Wow what an idiot.you can't hide the fact their wasn't a drain plug


----------



## Ocean Master (May 20, 2008)

Don't rag on him too much. This has happened to many of people including me..!

I had an inboard boat in the early 70's when I was 20 years old. I launched it without putting the plug in. It was my first boat and hasn't happened since. It was at the ramp so no problem pulling it back out and putting the plug in.


----------



## MrFish (Aug 21, 2009)

Ocean Master said:


> Don't rag on him too much. This has happened to many of people including me..!
> 
> I had an inboard boat in the early 70's when I was 20 years old. I launched it without putting the plug in. It was my first boat and hasn't happened since. It was at the ramp so no problem pulling it back out and putting the plug in.


Yep. It sucks for him, and I'm sure there are plenty of us on here that have forgotten the plugs. I never have forgotten to put them in, but I did forget to take them out once.


----------



## Boatjob1 (Oct 2, 2007)

Levimcphaul said:


> His original story was the tide must have went out and with no slack in the lines it hit bottom and rolled over, then when the tide came in it filled up. Till the seatow truck pulled it out and everyone standing there looked and saw no plug. There were two plugs sittinh in a cup holder on the console.


Is that the equivalent of "Jewish Lightning" on the water? 
There is no way the insurance company will pay that claim. At least I don't think there is. This might be the first ever Grady that rolled over and sucked up a bunch of water at -0- knots......... What a terrible waste of a great rig. You know, that boat might have been 1/2 full when he docked it, thus the truck not being able to haul it. Dunno.........

Somebody more skilled than I could probably do a search and see if this boat was up for sale in recent months. Might have owed more on it than the market value.... Not implying, just thinking out loud....


----------



## Realtor (Oct 1, 2007)

This is a shame, some of you are pretty darn critical. There are 2 types of boat owners, those who have made errors, and those that will…. Those that will, just have not done it yet......


----------



## johnsonbeachbum (Oct 1, 2007)

Levimcphaul said:


> His original story was the tide must have went out and with no slack in the lines it hit bottom and rolled over, then when the tide came in it filled up. Till the seatow truck pulled it out and everyone standing there looked and saw no plug. There were two plugs sittinh in a cup holder on the console.


Tide went out?
Enough to roll over?
Really, at Navy Point?


----------



## AAR (Mar 15, 2011)

Man, I feel bad for the owner. But for the Grace of God, go I.


----------



## Deeplines (Sep 28, 2007)

I've put my boat in the water before without the plug. Didn't take long to realize it either. Pump started pumping water and couldn't keep up. 

STORY

Backed the boat up at SC and boat was still on the trailer. LUCK be with me, on of the guys asked me is that suppose to be pumping water. I said most likely just from the tilt. As I get out and walk to the boat its still pumping. I asked if anyone put the plug in and they all said no. Reeled the boat back up and pulled it out just to check. Sure enough no plug. Jumped up and checked it out and was about a foot deep in just 1 minute being in the water with a pump going. 

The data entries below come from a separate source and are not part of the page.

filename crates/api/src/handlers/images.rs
//! Handler for the `/images` listing resource.

use axum::extract::{Query, State};
use axum::Json;
use serde::{Deserialize, Deserializer, Serialize};

use galleria_core::dates::utc_day_bounds;
use galleria_core::pagination::{clamp_page, clamp_page_size, total_pages};
use galleria_core::types::{DbId, Timestamp};
use galleria_db::models::image::ImageListQuery;
use galleria_db::repositories::GeneratedImageRepo;

use crate::error::{AppError, AppResult};
use crate::middleware::auth::AuthUser;
use crate::state::AppState;

/// URL prefix prepended to each stored prompt to form the public image URL.
const IMAGE_URL_PREFIX: &str = "/images/";

// ---------------------------------------------------------------------------
// Request / response types
// ---------------------------------------------------------------------------

/// Query parameters for `GET /images`.
///
/// `page` and `limit` are parsed leniently: values that do not parse as an
/// integer (`?page=abc`) are treated as absent and fall back to their
/// defaults rather than failing the request. Filter parameters given as
/// empty strings (`?search=`) are likewise treated as absent.
#[derive(Debug, Deserialize)]
pub struct ImageListParams {
    /// 1-based page number (default 1; values below 1 are clamped up).
    #[serde(default, deserialize_with = "lenient_i64")]
    pub page: Option<i64>,
    /// Page size (default 12, capped at 100).
    #[serde(default, deserialize_with = "lenient_i64")]
    pub limit: Option<i64>,
    /// Case-insensitive substring filter on the prompt.
    pub search: Option<String>,
    /// Exact-match filter on the owning user's username.
    pub username: Option<String>,
    /// Single UTC calendar day (`YYYY-MM-DD`) filter on creation time.
    pub date: Option<String>,
}

/// One image record plus its derived public URL.
#[derive(Debug, Serialize)]
#[serde(rename_all = "camelCase")]
pub struct ImageWithUrl {
    pub id: DbId,
    pub user_id: DbId,
    pub prompt: String,
    pub image_url: String,
    pub created_at: Timestamp,
    pub updated_at: Timestamp,
}

/// Response body for `GET /images`.
#[derive(Debug, Serialize)]
#[serde(rename_all = "camelCase")]
pub struct ImageListResponse {
    pub images: Vec<ImageWithUrl>,
    pub total_pages: i64,
}

// ---------------------------------------------------------------------------
// Handlers
// ---------------------------------------------------------------------------

/// GET /api/v1/images
///
/// List the authenticated user's generated images, newest-first within each
/// page, with optional search / username / creation-day filters and
/// `totalPages` pagination metadata.
pub async fn list_images(
    auth_user: AuthUser,
    State(state): State<AppState>,
    Query(params): Query<ImageListParams>,
) -> AppResult<Json<ImageListResponse>> {
    let page = clamp_page(params.page);
    let page_size = clamp_page_size(params.limit);

    let search = params.search.filter(|s| !s.is_empty());
    let username = params.username.filter(|s| !s.is_empty());
    let date = params.date.filter(|s| !s.is_empty());

    let (created_from, created_before) = match date {
        Some(ref raw) => {
            let (from, before) = utc_day_bounds(raw)?;
            (Some(from), Some(before))
        }
        None => (None, None),
    };

    let query = ImageListQuery {
        owner_user_id: auth_user.user_id,
        search,
        username,
        created_from,
        created_before,
        page,
        page_size,
    };

    let mut records = GeneratedImageRepo::list_page(&state.pool, &query)
        .await
        .map_err(AppError::ImageFetch)?;

    let total = GeneratedImageRepo::count(&state.pool, &query)
        .await
        .map_err(AppError::ImageFetch)?;

    // Newest-first within the fetched window only.
    records.reverse();

    let images = records
        .into_iter()
        .map(|record| {
            let image_url = format!("{IMAGE_URL_PREFIX}{}", record.prompt);
            ImageWithUrl {
                id: record.id,
                user_id: record.user_id,
                prompt: record.prompt,
                image_url,
                created_at: record.created_at,
                updated_at: record.updated_at,
            }
        })
        .collect();

    Ok(Json(ImageListResponse {
        images,
        total_pages: total_pages(total, page_size),
    }))
}

// ---------------------------------------------------------------------------
// Helpers
// ---------------------------------------------------------------------------

/// Deserialize an optional integer leniently: non-numeric input becomes `None`.
fn lenient_i64<'de, D>(deserializer: D) -> Result<Option<i64>, D::Error>
where
    D: Deserializer<'de>,
{
    let raw = Option::<String>::deserialize(deserializer)?;
    Ok(raw.and_then(|s| s.trim().parse::<i64>().ok()))
}

#[cfg(test)]
mod tests {
    use super::*;

    fn parse(raw: &str) -> Option<i64> {
        lenient_i64(serde_json::Value::String(raw.to_string())).unwrap()
    }

    // -- lenient_i64 --------------------------------------------------------

    #[test]
    fn lenient_parse_accepts_integers() {
        assert_eq!(parse("2"), Some(2));
        assert_eq!(parse(" 7 "), Some(7));
        assert_eq!(parse("-3"), Some(-3));
    }

    #[test]
    fn lenient_parse_discards_non_numeric_input() {
        assert_eq!(parse("abc"), None);
        assert_eq!(parse("1.5"), None);
        assert_eq!(parse(""), None);
    }
}
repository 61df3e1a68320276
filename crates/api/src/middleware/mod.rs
//! Authentication middleware extractors.
//!
//! - [`auth::AuthUser`] -- Extracts the authenticated user from a JWT Bearer token.

pub mod auth;
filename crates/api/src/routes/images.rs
//! Route definitions for the `/images` resource.

use axum::routing::get;
use axum::Router;

use crate::handlers::images;
use crate::state::AppState;

/// Routes mounted at `/images`.
///
/// ```text
/// GET /  -> list_images (requires auth)
/// ```
pub fn router() -> Router<AppState> {
    Router::new().route("/", get(images::list_images))
}
//! Handlers for the `/auth` resource: login, token refresh, logout.

use axum::extract::State;
use axum::http::StatusCode;
use axum::Json;
use chrono::Utc;
use galleria_core::error::CoreError;
use galleria_core::types::DbId;
use galleria_db::models::session::CreateSession;
use galleria_db::models::user::User;
use galleria_db::repositories::{SessionRepo, UserRepo};
use serde::{Deserialize, Serialize};

use crate::auth::jwt::{new_refresh_token, refresh_token_digest};
use crate::auth::password::verify_password;
use crate::error::{AppError, AppResult};
use crate::middleware::auth::AuthUser;
use crate::state::AppState;

/// Failed attempts tolerated before the account is temporarily locked.
const MAX_FAILED_ATTEMPTS: i32 = 5;

/// How long a lockout lasts.
const LOCK_DURATION_MINS: i64 = 15;

/// Bad username and bad password read identically to the caller.
const BAD_CREDENTIALS: &str = "Invalid username or password";

// ---------------------------------------------------------------------------
// Request / response types
// ---------------------------------------------------------------------------

#[derive(Debug, Deserialize)]
pub struct LoginRequest {
    pub username: String,
    pub password: String,
}

#[derive(Debug, Deserialize)]
pub struct RefreshRequest {
    pub refresh_token: String,
}

/// Token pair returned by both login and refresh.
#[derive(Debug, Serialize)]
pub struct AuthResponse {
    pub access_token: String,
    pub refresh_token: String,
    /// Access-token lifetime in seconds.
    pub expires_in: i64,
    pub user: UserInfo,
}

/// The subset of the user row that is safe to return.
#[derive(Debug, Serialize)]
pub struct UserInfo {
    pub id: DbId,
    pub username: String,
    pub email: String,
}

// ---------------------------------------------------------------------------
// Handlers
// ---------------------------------------------------------------------------

/// POST /api/v1/auth/login
pub async fn login(
    State(state): State<AppState>,
    Json(input): Json<LoginRequest>,
) -> AppResult<Json<AuthResponse>> {
    let user = UserRepo::find_by_username(&state.pool, &input.username)
        .await?
        .ok_or_else(|| AppError::Core(CoreError::Unauthorized(BAD_CREDENTIALS.into())))?;

    ensure_account_usable(&user)?;

    let password_ok = verify_password(&input.password, &user.password_hash)
        .map_err(|e| AppError::InternalError(format!("Password verification error: {e}")))?;

    if !password_ok {
        register_failed_attempt(&state, &user).await?;
        return Err(AppError::Core(CoreError::Unauthorized(
            BAD_CREDENTIALS.into(),
        )));
    }

    UserRepo::record_successful_login(&state.pool, user.id).await?;

    let response = open_session(&state, &user).await?;
    Ok(Json(response))
}

/// POST /api/v1/auth/refresh
///
/// Rotating exchange: the presented refresh token is revoked whether or not
/// a new pair is issued, so a stolen token is good for at most one use.
pub async fn refresh(
    State(state): State<AppState>,
    Json(input): Json<RefreshRequest>,
) -> AppResult<Json<AuthResponse>> {
    let digest = refresh_token_digest(&input.refresh_token);

    let session = SessionRepo::find_by_refresh_token_hash(&state.pool, &digest)
        .await?
        .ok_or_else(|| {
            AppError::Core(CoreError::Unauthorized(
                "Invalid or expired refresh token".into(),
            ))
        })?;

    SessionRepo::revoke(&state.pool, session.id).await?;

    let user = UserRepo::find_by_id(&state.pool, session.user_id)
        .await?
        .ok_or_else(|| AppError::Core(CoreError::Unauthorized("User no longer exists".into())))?;

    if !user.is_active {
        return Err(AppError::Core(CoreError::Forbidden(
            "Account is deactivated".into(),
        )));
    }

    let response = open_session(&state, &user).await?;
    Ok(Json(response))
}

/// POST /api/v1/auth/logout
///
/// Revokes every session the caller holds, not just the presenting one.
pub async fn logout(State(state): State<AppState>, auth_user: AuthUser) -> AppResult<StatusCode> {
    SessionRepo::revoke_all_for_user(&state.pool, auth_user.user_id).await?;
    Ok(StatusCode::NO_CONTENT)
}

// ---------------------------------------------------------------------------
// Helpers
// ---------------------------------------------------------------------------

/// Reject deactivated accounts and accounts inside a lockout window.
fn ensure_account_usable(user: &User) -> AppResult<()> {
    if !user.is_active {
        return Err(AppError::Core(CoreError::Forbidden(
            "Account is deactivated".into(),
        )));
    }

    if let Some(locked_until) = user.locked_until {
        if locked_until > Utc::now() {
            return Err(AppError::Core(CoreError::Forbidden(
                "Account is temporarily locked. Try again later.".into(),
            )));
        }
    }

    Ok(())
}

/// Bump the failed-login counter and lock the account once it crosses the
/// threshold.
async fn register_failed_attempt(state: &AppState, user: &User) -> AppResult<()> {
    UserRepo::increment_failed_login(&state.pool, user.id).await?;

    if user.failed_login_count + 1 >= MAX_FAILED_ATTEMPTS {
        let until = Utc::now() + chrono::Duration::minutes(LOCK_DURATION_MINS);
        UserRepo::lock_account(&state.pool, user.id, until).await?;
    }

    Ok(())
}

/// Issue an access/refresh token pair and persist the session row backing
/// the refresh token.
async fn open_session(state: &AppState, user: &User) -> AppResult<AuthResponse> {
    let access_token = state
        .config
        .jwt
        .issue_access_token(user.id)
        .map_err(|e| AppError::InternalError(format!("Token generation error: {e}")))?;

    let (refresh_token, digest) = new_refresh_token();

    SessionRepo::create(
        &state.pool,
        &CreateSession {
            user_id: user.id,
            refresh_token_hash: digest,
            expires_at: Utc::now() + chrono::Duration::days(state.config.jwt.refresh_token_expiry_days),
        },
    )
    .await?;

    Ok(AuthResponse {
        access_token,
        refresh_token,
        expires_in: state.config.jwt.access_token_expiry_mins * 60,
        user: UserInfo {
            id: user.id,
            username: user.username.clone(),
            email: user.email.clone(),
        },
    })
}
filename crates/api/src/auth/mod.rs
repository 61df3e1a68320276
//! Authentication primitives.
//!
//! - [`password`] -- Argon2id password hashing and verification.
//! - [`jwt`] -- JWT access-token generation, validation, and refresh-token helpers.

pub mod jwt;
pub mod password;
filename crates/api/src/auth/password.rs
//! Password hashing with Argon2id.
//!
//! Hashes are stored as PHC strings, so the algorithm parameters and the
//! per-password salt travel with the hash and verification needs no extra
//! configuration.

use argon2::password_hash::rand_core::OsRng;
use argon2::password_hash::{PasswordHash, PasswordHasher, PasswordVerifier, SaltString};
use argon2::Argon2;

/// Hash a plaintext password, returning the PHC-formatted string.
pub fn hash_password(password: &str) -> Result<String, argon2::password_hash::Error> {
    let salt = SaltString::generate(&mut OsRng);
    Argon2::default()
        .hash_password(password.as_bytes(), &salt)
        .map(|hash| hash.to_string())
}

/// Check a plaintext password against a stored PHC hash.
///
/// A mismatch is `Ok(false)`, not an error; only a malformed or
/// unsupported hash string is an `Err`.
pub fn verify_password(password: &str, stored: &str) -> Result<bool, argon2::password_hash::Error> {
    let parsed = PasswordHash::new(stored)?;
    match Argon2::default().verify_password(password.as_bytes(), &parsed) {
        Ok(()) => Ok(true),
        Err(argon2::password_hash::Error::Password) => Ok(false),
        Err(other) => Err(other),
    }
}
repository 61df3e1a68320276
//! Page-number pagination constants and helpers.
//!
//! The image listing API paginates with `page`/`limit` query parameters
//! rather than raw offsets, so the clamping and offset math live here where
//! both the repository layer and the handlers can share them.

// ---------------------------------------------------------------------------
// Defaults and bounds
// ---------------------------------------------------------------------------

/// Default page number when the client sends none (pages are 1-based).
pub const DEFAULT_PAGE: i64 = 1;

/// Default number of records per page.
pub const DEFAULT_PAGE_SIZE: i64 = 12;

/// Maximum number of records per page.
pub const MAX_PAGE_SIZE: i64 = 100;

// ---------------------------------------------------------------------------
// Clamping helpers
// ---------------------------------------------------------------------------

/// Clamp a user-provided page number to valid bounds (>= 1).
pub fn clamp_page(page: Option<i64>) -> i64 {
    page.unwrap_or(DEFAULT_PAGE).max(1)
}

/// Clamp a user-provided page size to valid bounds (1..=MAX_PAGE_SIZE).
pub fn clamp_page_size(page_size: Option<i64>) -> i64 {
    page_size
        .unwrap_or(DEFAULT_PAGE_SIZE)
        .max(1)
        .min(MAX_PAGE_SIZE)
}

/// Row offset for a 1-based page number.
///
/// Inputs are re-clamped so the result can never go negative, even when a
/// caller bypasses [`clamp_page`] / [`clamp_page_size`]. The multiplication
/// saturates, so an absurd page number yields `i64::MAX` (an offset past
/// every row) instead of overflowing.
pub fn page_offset(page: i64, page_size: i64) -> i64 {
    (page.max(1) - 1).saturating_mul(page_size.max(1))
}

/// Total number of pages needed to hold `total` records.
///
/// Integer ceiling of `total / page_size`; zero records means zero pages.
pub fn total_pages(total: i64, page_size: i64) -> i64 {
    if total <= 0 {
        return 0;
    }
    let size = page_size.max(1);
    (total + size - 1) / size
}

// ---------------------------------------------------------------------------
// Tests
// ---------------------------------------------------------------------------

#[cfg(test)]
mod tests {
    use super::*;

    // -- clamp_page ----------------------------------------------------------

    #[test]
    fn page_uses_default_when_none() {
        assert_eq!(clamp_page(None), 1);
    }

    #[test]
    fn page_floors_at_one() {
        assert_eq!(clamp_page(Some(0)), 1);
        assert_eq!(clamp_page(Some(-7)), 1);
    }

    #[test]
    fn page_passes_through_valid_value() {
        assert_eq!(clamp_page(Some(3)), 3);
    }

    // -- clamp_page_size -----------------------------------------------------

    #[test]
    fn page_size_uses_default_when_none() {
        assert_eq!(clamp_page_size(None), DEFAULT_PAGE_SIZE);
    }

    #[test]
    fn page_size_respects_max() {
        assert_eq!(clamp_page_size(Some(500)), MAX_PAGE_SIZE);
    }

    #[test]
    fn page_size_floors_at_one() {
        assert_eq!(clamp_page_size(Some(0)), 1);
        assert_eq!(clamp_page_size(Some(-12)), 1);
    }

    #[test]
    fn page_size_passes_through_valid_value() {
        assert_eq!(clamp_page_size(Some(50)), 50);
    }

    // -- page_offset ---------------------------------------------------------

    #[test]
    fn offset_is_zero_for_first_page() {
        assert_eq!(page_offset(1, 12), 0);
    }

    #[test]
    fn offset_skips_previous_pages() {
        assert_eq!(page_offset(2, 12), 12);
        assert_eq!(page_offset(4, 25), 75);
    }

    #[test]
    fn offset_never_goes_negative() {
        assert_eq!(page_offset(0, 12), 0);
        assert_eq!(page_offset(-3, 12), 0);
    }

    #[test]
    fn offset_saturates_for_huge_page_numbers() {
        assert_eq!(page_offset(i64::MAX, 12), i64::MAX);
        assert_eq!(page_offset(clamp_page(Some(i64::MAX)), DEFAULT_PAGE_SIZE), i64::MAX);
    }

    // -- total_pages ---------------------------------------------------------

    #[test]
    fn total_pages_is_zero_for_no_records() {
        assert_eq!(total_pages(0, 12), 0);
    }

    #[test]
    fn total_pages_rounds_up() {
        assert_eq!(total_pages(15, 12), 2);
        assert_eq!(total_pages(13, 12), 2);
    }

    #[test]
    fn total_pages_exact_multiple() {
        assert_eq!(total_pages(24, 12), 2);
        assert_eq!(total_pages(12, 12), 1);
    }

    #[test]
    fn total_pages_single_partial_page() {
        assert_eq!(total_pages(5, 12), 1);
    }

    #[test]
    fn total_pages_survives_degenerate_size() {
        // A page size below 1 is treated as 1 rather than dividing by zero.
        assert_eq!(total_pages(5, 0), 5);
    }
}
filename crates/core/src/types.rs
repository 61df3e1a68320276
//! Aliases shared by every layer.

/// Database key; BIGSERIAL on the PostgreSQL side.
pub type DbId = i64;

/// Instants are always UTC; conversion to local time is a client concern.
pub type Timestamp = chrono::DateTime<chrono::Utc>;
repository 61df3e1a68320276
//! Bearer-token authentication as an axum extractor.

use axum::extract::FromRequestParts;
use axum::http::header::AUTHORIZATION;
use axum::http::request::Parts;
use galleria_core::error::CoreError;
use galleria_core::types::DbId;

use crate::error::AppError;
use crate::state::AppState;

/// The one 401 message clients ever see.
///
/// Whether the header was missing, the scheme wrong, the signature bad,
/// or the token expired is logged server-side only.
const NOT_AUTHENTICATED: &str = "User not authenticated";

/// The caller's identity, resolved from the `Authorization: Bearer` header.
///
/// Handlers that need authentication take this as a parameter; identity is
/// always explicit, never read from ambient state:
///
/// ```ignore
/// async fn handler(user: AuthUser) -> AppResult<Json<()>> {
///     tracing::info!(user_id = user.user_id, "authenticated request");
///     Ok(Json(()))
/// }
/// ```
#[derive(Debug, Clone)]
pub struct AuthUser {
    pub user_id: DbId,
}

impl FromRequestParts<AppState> for AuthUser {
    type Rejection = AppError;

    async fn from_request_parts(
        parts: &mut Parts,
        state: &AppState,
    ) -> Result<Self, Self::Rejection> {
        let header = parts
            .headers
            .get(AUTHORIZATION)
            .and_then(|value| value.to_str().ok());

        let token = match header.and_then(|value| value.strip_prefix("Bearer ")) {
            Some(token) => token,
            None => {
                tracing::debug!("No usable Authorization header on request");
                return Err(unauthenticated());
            }
        };

        match state.config.jwt.decode_access_token(token) {
            Ok(claims) => Ok(AuthUser {
                user_id: claims.sub,
            }),
            Err(e) => {
                tracing::debug!(error = %e, "Access token rejected");
                Err(unauthenticated())
            }
        }
    }
}

fn unauthenticated() -> AppError {
    AppError::Core(CoreError::Unauthorized(NOT_AUTHENTICATED.into()))
}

NOW... This guy put his boat in the water and tied it off and the pump was not working. I would think that it would sink in less then 5 minutes. HAS to be more to the story then just left the plug out. 

Hate to hear it about a Grady. NO WAY could a tide do that, not here in P'cola.


----------



## dockmaster (Sep 27, 2007)

How do you have the plugs out if you couldn't pull it outta the water in the first place...... Guess they took them out on the ramp and then put it back in the water, assuming they had used the boat yeasterday.
When I was a lowly SI left the plug outta a CG 16' Boston Whaler at a public launch ramp in 1975... They do fill up with water and batteries go under water but they float level!!...new battery and fresh water wash down and we were back on the road, with the pluig in!! Havent forgot a plug since...kinda like getting underway with the shore power cable hooked up...You only do it once!!

Billd


----------



## sealark (Sep 27, 2007)

There isn't 5 bilge pumps that can pump out ONE drain hole under pressure.


----------



## Boatjob1 (Oct 2, 2007)

I'm just glad nobody is hurt. 
I have screwed up a couple of times concerning plugs, but I have yet to sink one. Was always able to jump in and insert ( twice, lolololol ) or get it back on the trailer before any damage. Hope the situation works out for the best.


----------



## Telum Pisces (Sep 27, 2007)

There are two types of boaters out there. Those that have left their drain plug out and those that will.


----------



## Fish-n-Fur (Apr 2, 2009)

Telum Pisces said:


> There are two types of boaters out there. Those that have left their drain plug out and those that will.


 
ROGER; been there, done that, once. Every since, have always secured the plug. :thumbsup: 
Not a fun time otherwise. :whistling:
Hope the owner can salvage his boat, motors, etc.


----------



## mekell (Sep 27, 2007)

*noooo*



Gamefish27 said:


> Feelin lucky. Lol


 
Not lol.........Maybe ironic.


----------



## marcuswon (Apr 5, 2010)

can always get the plugs with the balls in them that are auto seal drain plugs.


----------



## BigSlick (Jun 13, 2010)

wow, sure are a lot of experts on here that never make a mistake. Especially the 17 year old kid that called the guy an idiot. How much experience do you have with boats chicon? I know the guy personally and i doubt there's a "conspiracy" here. Guess ill call him in the morning and find out what happened. Don't know why he was at Navy Point though since he keeps it parked at sherman.


----------



## chicon monster (Mar 7, 2012)

BigSlick said:


> wow, sure are a lot of experts on here that never make a mistake. Especially the 17 year old kid that called the guy an idiot. How much experience do you have with boats chicon? I know the guy personally and i doubt there's a "conspiracy" here. Guess ill call him in the morning and find out what happened. Don't know why he was at Navy Point though since he keeps it parked at sherman.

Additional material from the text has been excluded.